— DATA TO USE —

○ ○ ○ ○ ○ ○ ○

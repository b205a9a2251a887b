//! The task that runs one channel
//!
//! The driver owns the [`ChannelCore`] and is the only place it is touched.
//! A reader task decodes frames and hands them over through a bounded queue,
//! a writer task encodes whatever the core queued for sending. Local callers
//! reach the core through the unbounded command queue behind
//! [`ChannelHandle`].

use std::future::Future;
use std::pin::Pin;
use std::time::Duration;

use tether_fabric::codec::Codec;
use tether_fabric::transport::Transport;
use tether_fabric::{Connection, ConnectionReceiver, ConnectionSender};
use tokio::runtime::Handle;
use tokio::sync::mpsc;
use tracing::{debug, info, info_span, warn, Instrument};

use crate::channel::{ChannelCore, ChannelState, Outgoing, Role, Unsent};
use crate::envelope::{Envelope, Hello};
use crate::error::{Error, Result};
use crate::handle::{ChannelHandle, Command};
use crate::payload::Payload;

/// Runtime knobs of a single channel
#[derive(Debug, Clone)]
pub struct ChannelOptions {
    /// Recorded on the channel's tracing span
    pub name: String,
    /// Decoded envelopes buffered between the reader and the channel task
    pub inbox_capacity: usize,
    /// Default bound for [`ChannelHandle::call`]
    pub request_timeout: Option<Duration>,
    pub handshake_timeout: Option<Duration>,
    /// How long a closing channel waits for queued envelopes to be written
    pub close_timeout: Duration,
}

impl Default for ChannelOptions {
    fn default() -> Self {
        Self {
            name: "channel".to_string(),
            inbox_capacity: 1024,
            request_timeout: None,
            handshake_timeout: Some(Duration::from_secs(10)),
            close_timeout: Duration::from_secs(5),
        }
    }
}

pub(crate) type Connector =
    Pin<Box<dyn Future<Output = tether_fabric::Result<Box<dyn Transport>>> + Send>>;

pub(crate) type AcceptHook<P> = Box<dyn FnOnce(Hello, &mut ChannelCore<P>) -> Result<()> + Send>;

/// First exchange on a fresh connection
pub(crate) enum Handshake<P: Payload> {
    /// Send this hello
    Hello(Hello),
    /// Wait for the peer's hello and let the hook prepare the core
    Accept(AcceptHook<P>),
}

/// Open a client channel over an already connected transport
pub fn spawn_client<P, C>(
    transport: impl Transport + 'static,
    codec: C,
    token: Option<String>,
    options: ChannelOptions,
) -> ChannelHandle<P>
where
    P: Payload,
    C: Codec + Clone + 'static,
{
    let transport: Box<dyn Transport> = Box::new(transport);
    spawn_channel(
        Box::pin(async move { Ok::<_, tether_fabric::Error>(transport) }),
        codec,
        Role::Client,
        Handshake::Hello(Hello { token }),
        options,
        None,
    )
}

pub(crate) fn spawn_channel<P, C>(
    connector: Connector,
    codec: C,
    role: Role,
    handshake: Handshake<P>,
    options: ChannelOptions,
    runtime: Option<&Handle>,
) -> ChannelHandle<P>
where
    P: Payload,
    C: Codec + Clone + 'static,
{
    let (commands_tx, commands) = mpsc::unbounded_channel();
    let core = ChannelCore::new(role, commands_tx, options.request_timeout);
    let handle = core.handle().clone();
    let span = info_span!("channel", name = %options.name, %role);
    let driver = Driver {
        core,
        commands,
        codec,
        options,
    };
    let task = driver.run(connector, handshake).instrument(span);
    match runtime {
        Some(runtime) => drop(runtime.spawn(task)),
        None => drop(tokio::spawn(task)),
    }
    handle
}

enum Inbound<P> {
    Envelope(Envelope<P>),
    /// The writer could not send this one, the connection is still up
    Unsent(Unsent),
    Lost(tether_fabric::Error),
}

struct Driver<P: Payload, C> {
    core: ChannelCore<P>,
    commands: mpsc::UnboundedReceiver<Command<P>>,
    codec: C,
    options: ChannelOptions,
}

impl<P, C> Driver<P, C>
where
    P: Payload,
    C: Codec + Clone + 'static,
{
    async fn run(mut self, connector: Connector, handshake: Handshake<P>) {
        let Some(transport) = self.connect(connector).await else {
            self.finish();
            info!("channel closed before connecting");
            return;
        };

        let mut connection = Connection::from_boxed(transport, self.codec.clone());
        if let Err(error) = self.handshake(&mut connection, handshake).await {
            warn!(%error, "handshake failed");
            if let Err(error) = connection.close().await {
                debug!(%error, "closing transport");
            }
            self.finish();
            return;
        }
        self.core.open();
        info!("channel open");

        let (sender, receiver) = connection.into_split();
        let (frames_tx, frames) = mpsc::channel(self.options.inbox_capacity.max(1));
        let (outgoing, outgoing_rx) = mpsc::unbounded_channel();
        let reader = tokio::spawn(read_loop(receiver, frames_tx.clone()).in_current_span());
        let mut writer = tokio::spawn(write_loop(sender, outgoing_rx, frames_tx).in_current_span());

        self.serve(frames, &outgoing).await;

        drop(outgoing);
        if tokio::time::timeout(self.options.close_timeout, &mut writer)
            .await
            .is_err()
        {
            debug!("writer did not drain in time");
            writer.abort();
        }
        reader.abort();
        self.finish();
        info!("channel closed");
    }

    /// Refuse further commands, then enter `Closed`
    fn finish(&mut self) {
        self.commands.close();
        self.core.mark_closed();
    }

    async fn connect(&mut self, mut connector: Connector) -> Option<Box<dyn Transport>> {
        loop {
            tokio::select! {
                result = &mut connector => {
                    return match result {
                        Ok(transport) => Some(transport),
                        Err(error) => {
                            warn!(%error, "connect failed");
                            None
                        }
                    };
                }
                command = self.commands.recv() => {
                    let Some(command) = command else {
                        return None;
                    };
                    self.core.apply(command);
                    if self.core.state() != ChannelState::Connecting {
                        return None;
                    }
                }
            }
        }
    }

    async fn handshake(
        &mut self,
        connection: &mut Connection<C>,
        handshake: Handshake<P>,
    ) -> Result<()> {
        let timeout = self.options.handshake_timeout;
        let core = &mut self.core;
        let exchange = async {
            match handshake {
                Handshake::Hello(hello) => connection.send(&hello).await?,
                Handshake::Accept(accept) => {
                    let hello: Hello = connection.receive().await?;
                    debug!(token = hello.token.is_some(), "hello received");
                    accept(hello, core)?;
                }
            }
            Ok::<(), Error>(())
        };
        match timeout {
            Some(timeout) => tokio::time::timeout(timeout, exchange)
                .await
                .map_err(|_| Error::Transport(tether_fabric::Error::Timeout("Handshake")))?,
            None => exchange.await,
        }
    }

    /// Main loop; returns once the core has left `Open`
    async fn serve(
        &mut self,
        mut frames: mpsc::Receiver<Inbound<P>>,
        outgoing: &mpsc::UnboundedSender<Outgoing<P>>,
    ) {
        loop {
            for queued in self.core.drain_outbox() {
                // a gone writer reports the loss through `frames`
                let _ = outgoing.send(queued);
            }
            if self.core.state() != ChannelState::Open {
                return;
            }

            tokio::select! {
                command = self.commands.recv() => match command {
                    Some(command) => self.core.apply(command),
                    None => self.core.close(),
                },
                inbound = frames.recv() => match inbound {
                    Some(Inbound::Envelope(envelope)) => self.core.on_envelope(envelope),
                    Some(Inbound::Unsent(unsent)) => self.core.on_unsent(unsent),
                    Some(Inbound::Lost(error)) => {
                        info!(%error, "connection lost");
                        self.core.close();
                    }
                    None => self.core.close(),
                },
            }
        }
    }
}

async fn read_loop<P, C>(mut receiver: ConnectionReceiver<C>, frames: mpsc::Sender<Inbound<P>>)
where
    P: Payload,
    C: Codec,
{
    loop {
        let inbound = match receiver.receive::<Envelope<P>>().await {
            Ok(envelope) => Inbound::Envelope(envelope),
            Err(tether_fabric::Error::Codec(reason)) => {
                warn!(%reason, "undecodable envelope skipped");
                continue;
            }
            Err(tether_fabric::Error::InvalidFrame(reason)) if receiver.resynchronizes() => {
                warn!(%reason, "invalid frame skipped");
                continue;
            }
            Err(error) => Inbound::Lost(error),
        };
        let lost = matches!(inbound, Inbound::Lost(_));
        if frames.send(inbound).await.is_err() || lost {
            return;
        }
    }
}

async fn write_loop<P, C>(
    mut sender: ConnectionSender<C>,
    mut outgoing: mpsc::UnboundedReceiver<Outgoing<P>>,
    frames: mpsc::Sender<Inbound<P>>,
) where
    P: Payload,
    C: Codec,
{
    while let Some(Outgoing { envelope, report }) = outgoing.recv().await {
        match sender.send(&envelope).await {
            Ok(()) => {
                if let Some(report) = report {
                    let _ = report.send(Ok(()));
                }
            }
            Err(error) if error.is_connection_loss() => {
                // the channel task may already be gone
                let _ = frames.try_send(Inbound::Lost(error));
                return;
            }
            Err(error) => {
                warn!(
                    %error,
                    kind = ?envelope.kind,
                    actor_id = envelope.actor_id,
                    correlation_id = envelope.correlation_id,
                    "envelope not sent"
                );
                let unsent = Unsent::of(&envelope, error.to_string());
                if let Some(report) = report {
                    let _ = report.send(Err(Error::Transport(error)));
                }
                // fails only once the channel task stopped listening
                let _ = frames.send(Inbound::Unsent(unsent)).await;
            }
        }
    }
    if let Err(error) = sender.close().await {
        debug!(%error, "closing transport");
    }
}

○ ○ ○ ○ ○ ○ ○

— EXERCISE BRIEF —
Give back the listing exactly, please, from its first line to the line containing "pub struct ChannelOptions", inclusive, and nothing past that line.

— SOLUTION —
repository b205a9a2251a887b
//! The task that runs one channel
//!
//! The driver owns the [`ChannelCore`] and is the only place it is touched.
//! A reader task decodes frames and hands them over through a bounded queue,
//! a writer task encodes whatever the core queued for sending. Local callers
//! reach the core through the unbounded command queue behind
//! [`ChannelHandle`].

use std::future::Future;
use std::pin::Pin;
use std::time::Duration;

use tether_fabric::codec::Codec;
use tether_fabric::transport::Transport;
use tether_fabric::{Connection, ConnectionReceiver, ConnectionSender};
use tokio::runtime::Handle;
use tokio::sync::mpsc;
use tracing::{debug, info, info_span, warn, Instrument};

use crate::channel::{ChannelCore, ChannelState, Outgoing, Role, Unsent};
use crate::envelope::{Envelope, Hello};
use crate::error::{Error, Result};
use crate::handle::{ChannelHandle, Command};
use crate::payload::Payload;

/// Runtime knobs of a single channel
#[derive(Debug, Clone)]
pub struct ChannelOptions {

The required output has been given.